- _WHAT YOU WILL DO_
A word-for-word repetition of the records beneath this task is the expected answer.

::::::::::

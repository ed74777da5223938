/// Cross-cutting sink for coarse progress events.
///
/// Decouples the transcription flow from specific output mechanisms
/// (stdout protocol, GUI channel, tests) so each caller can observe
/// progress without changing the orchestration code. Reporting is
/// best-effort and must never fail the run.
pub trait ProgressReporter: Send + Sync {
    /// Report progress as a percentage in [0, 100] plus a status line.
    fn report(&self, percent: u8, status: &str);
}

/// Silent reporter that discards all events. Used by tests and by
/// callers that have no one to report to.
pub struct NullProgressReporter;

impl ProgressReporter for NullProgressReporter {
    fn report(&self, _percent: u8, _status: &str) {}
}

::::::::::

- _ANSWER TO THIS PROBLEM_
repository ed74777da5223938
/// Cross-cutting sink for coarse progress events.
///
/// Decouples the transcription flow from specific output mechanisms
/// (stdout protocol, GUI channel, tests) so each caller can observe
/// progress without changing the orchestration code. Reporting is
/// best-effort and must never fail the run.
pub trait ProgressReporter: Send + Sync {
    /// Report progress as a percentage in [0, 100] plus a status line.
    fn report(&self, percent: u8, status: &str);
}

/// Silent reporter that discards all events. Used by tests and by
/// callers that have no one to report to.
pub struct NullProgressReporter;

impl ProgressReporter for NullProgressReporter {
    fn report(&self, _percent: u8, _status: &str) {}
}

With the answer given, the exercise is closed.